Rarely is a name so appropriate, for the bills of spoon-billed sandpipers really do look like little spoons! These unique little birds are sometimes called “spoonies”, and use their utensil-esque appendages to poke around sand, mudflats, and other shallow wetland areas, looking for small invertebrates to feed on.
They can be seen wading through the shallows, moving their bills from side to side. Sadly, however, there are now few to be seen. They are perilously close to extinction, with fewer than 200 pairs left worldwide.
Read on to learn more about what is being done to save these one-of-a-kind little birds and their wetland habitats, in our expert guide by the Wildfowl and Wetlands Trust.
What is the scientific name of the spoon-billed sandpiper?
The scientific name of the spoon-billed sandpiper is Calidris pygmaea.
The spoon-billed sandpiper belongs to the Scolopacidae family which includes sandpipers, snipes, and phalaropes.
How to identify spoon-billed sandpipers
Spoon-billed sandpipers or “spoonies’ are petite little waders about the size of small mouse. They have stilt-like legs and a speckled chest. Their most distinctive feature is their famous spoon-shaped bill that gives them their name.
Breeding adults have a red-brown head, neck and breast with dark brown streaks, whereas non-breeding adults lack the reddish colouration. They have white underparts and spindly black legs.
Where do spoon-billed sandpipers live?
These tiny little birds are capable of flying huge distances. One of our tracked spoonies was recorded flying 2,400km non-stop for 51 hours.
Spoonies breed on the Chukotsk and Kamchatka peninsulas in the Russian Far East, migrate through Russia, Japan, North Korea, South Korea and the Jiangsu coast of China to winter in southern China, Bangladesh, Myanmar and Thailand, 8,000km from their breeding grounds.
What threats do spoon-billed sandpipers face?
Spoon-billed sandpipers are listed as Critically Endangered on the IUCN Red List.
The species’ long-term decline is likely linked to widespread habitat loss and degradation, particularly the reclamation of inter-tidal staging sites in the Yellow Sea.
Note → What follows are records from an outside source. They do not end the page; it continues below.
//! Prompt templates for briefing generation
//!
//! These templates use basic `format!()` interpolation for type safety.
//! Missing variables will cause compile-time errors.

use chrono::NaiveDate;

use crate::models::{SearchResult, UserProfile};

/// Build the fixed system prompt for briefing generation.
///
/// The prompt pins down the output contract: strict JSON matching the
/// briefing content schema, three named sections with 3-5 items each, no
/// URLs that do not appear in the supplied search results, and all prose
/// in the requested language.
///
/// # Arguments
/// * `language` - The natural language the briefing should be written in
///
/// # Example
/// ```
/// use daybrief::ai::prompts::system_prompt;
///
/// let prompt = system_prompt("English");
/// assert!(prompt.contains("Write all content in English"));
/// assert!(prompt.contains("newTechnologies"));
/// ```
pub fn system_prompt(language: &str) -> String {
    format!(
        r#"You are a personal tech briefing curator. Your job is to analyze search results and create a personalized daily tech briefing for a developer.

Write all content in {language}.

Output ONLY valid JSON matching this exact schema (no markdown, no code fences, no extra text):
{{
  "summary": "2-3 sentence overview of today's briefing",
  "sections": {{
    "newTechnologies": {{
      "title": "New Technologies & Updates",
      "items": [
        {{
          "name": "Technology name",
          "description": "Brief description of the technology or update",
          "relevance": "Why this matters for the user specifically",
          "url": "Source URL from the provided search results"
        }}
      ]
    }},
    "techNews": {{
      "title": "Tech News",
      "items": [
        {{
          "headline": "News headline",
          "summary": "2-3 sentence summary",
          "source": "Source name",
          "url": "Source URL from the provided search results",
          "relevance": "Why this matters for the user"
        }}
      ]
    }},
    "projectIdeas": {{
      "title": "Project Ideas & Improvements",
      "items": [
        {{
          "project": "Which user project this relates to",
          "suggestion": "Specific actionable suggestion",
          "rationale": "Why this would improve the project",
          "resources": ["URL1", "URL2"]
        }}
      ]
    }}
  }},
  "generatedAt": "ISO timestamp"
}}

Rules:
- Include 3-5 items per section
- ONLY cite URLs that appear in the provided search results - never make up URLs
- Focus on practical relevance to the user's specific skills and projects
- Keep each item concise (2-3 sentences max)
- If search results are limited, focus on quality over quantity
- Always return valid JSON
- Write all content in {language}"#
    )
}

/// Render the profile and the day's search results into the user prompt.
///
/// `generated_at` is the timestamp the model is told to echo back in the
/// content's `generatedAt` field.
pub fn user_prompt(
    profile: &UserProfile,
    results: &[SearchResult],
    date: NaiveDate,
    generated_at: &str,
) -> String {
    let skills = join_or_not_specified(&profile.skills);
    let technologies = join_or_not_specified(&profile.technologies);
    let interests = join_or_not_specified(&profile.interests);

    let projects = if profile.projects.is_empty() {
        "  None specified".to_string()
    } else {
        profile
            .projects
            .iter()
            .map(|p| {
                format!(
                    "  - {}: {} (Tech: {})",
                    p.name,
                    p.description,
                    p.tech_stack.join(", ")
                )
            })
            .collect::<Vec<_>>()
            .join("\n")
    };

    let search_results = results
        .iter()
        .enumerate()
        .map(|(i, r)| {
            format!(
                "### Result {}: {}\nSource: {} | URL: {}\n{}\n",
                i + 1,
                r.title,
                r.source,
                r.url,
                r.content
            )
        })
        .collect::<Vec<_>>()
        .join("\n");

    format!(
        r#"## My Profile
- **Skills**: {skills}
- **Technologies**: {technologies}
- **Interests**: {interests}
- **Projects**:
{projects}

## Today's Search Results ({date})
{search_results}

Generate my personalized daily tech briefing for {date}. Focus on what's most relevant to my skills, technologies, and current projects. Set generatedAt to "{generated_at}"."#
    )
}

fn join_or_not_specified(values: &[String]) -> String {
    if values.is_empty() {
        "Not specified".to_string()
    } else {
        values.join(", ")
    }
}

#[cfg(test)]
mod tests {
    use super::*;
    use crate::models::{Project, SearchSource};
    use chrono::Utc;

    fn test_profile() -> UserProfile {
        UserProfile {
            id: 1,
            name: Some("Ada".to_string()),
            skills: vec!["backend".to_string()],
            technologies: vec!["Rust".to_string(), "Postgres".to_string()],
            interests: vec![],
            projects: vec![Project {
                name: "daybrief".to_string(),
                description: "daily briefings".to_string(),
                tech_stack: vec!["rust".to_string(), "axum".to_string()],
            }],
            created_at: Utc::now(),
            updated_at: Utc::now(),
        }
    }

    #[test]
    fn test_system_prompt_pins_schema_and_rules() {
        let prompt = system_prompt("English");

        assert!(prompt.contains("\"newTechnologies\""));
        assert!(prompt.contains("\"techNews\""));
        assert!(prompt.contains("\"projectIdeas\""));
        assert!(prompt.contains("\"generatedAt\""));
        assert!(prompt.contains("Include 3-5 items per section"));
        assert!(prompt.contains("never make up URLs"));
        assert!(prompt.contains("quality over quantity"));
    }

    #[test]
    fn test_system_prompt_mandates_language() {
        let prompt = system_prompt("Korean");
        assert_eq!(prompt.matches("Write all content in Korean").count(), 2);
    }

    #[test]
    fn test_user_prompt_renders_profile_and_results() {
        let results = vec![SearchResult {
            title: "Rust 1.80".to_string(),
            url: "https://blog.rust-lang.org/1.80".to_string(),
            content: "Release announcement".to_string(),
            score: Some(0.9),
            source: SearchSource::Tavily,
        }];
        let date: NaiveDate = "2025-06-01".parse().unwrap();

        let prompt = user_prompt(&test_profile(), &results, date, "2025-06-01T07:00:00.000Z");

        assert!(prompt.contains("- **Skills**: backend"));
        assert!(prompt.contains("- **Technologies**: Rust, Postgres"));
        assert!(prompt.contains("- **Interests**: Not specified"));
        assert!(prompt.contains("  - daybrief: daily briefings (Tech: rust, axum)"));
        assert!(prompt.contains("## Today's Search Results (2025-06-01)"));
        assert!(prompt.contains("### Result 1: Rust 1.80"));
        assert!(prompt.contains("Source: tavily | URL: https://blog.rust-lang.org/1.80"));
        assert!(prompt.contains("Set generatedAt to \"2025-06-01T07:00:00.000Z\""));
    }

    #[test]
    fn test_user_prompt_with_empty_profile_and_no_results() {
        let profile = UserProfile {
            id: 1,
            name: None,
            skills: vec![],
            technologies: vec![],
            interests: vec![],
            projects: vec![],
            created_at: Utc::now(),
            updated_at: Utc::now(),
        };
        let date: NaiveDate = "2025-06-01".parse().unwrap();

        let prompt = user_prompt(&profile, &[], date, "2025-06-01T07:00:00.000Z");

        assert!(prompt.contains("- **Skills**: Not specified"));
        assert!(prompt.contains("  None specified"));
        assert!(!prompt.contains("### Result"));
    }
}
Trapping on their wintering grounds appears to be a key reason for the acceleration in the rate of decline however.
Some evidence suggests that most young birds remain on their non-breeding grounds for their first two years, and are therefore likely to be more vulnerable to trapping.
What is being done to help spoon-billed sandpipers?
Conservationists have a multipart strategy to ensure as many spoon-bills as possible survive and thrive, focusing on fledgeling survival, migration monitoring, habitat protection, and captive breeding.
Giving them a headstart in life
Only three chicks out of every 20 eggs laid make it to adulthood. Conservationists have been working in the birds’ breeding grounds in remote Arctic Russia, collecting, incubating, hatching eggs and head-rearing chicks ready for safe release once they’ve fledged. This process has helped increase the number of fledglings that survive each year by 20%.
Monitoring migration patterns
Knowing their flight paths is vital to focus conservation efforts but given the vast distances these birds travel each year, tracking their movements has been a real challenge.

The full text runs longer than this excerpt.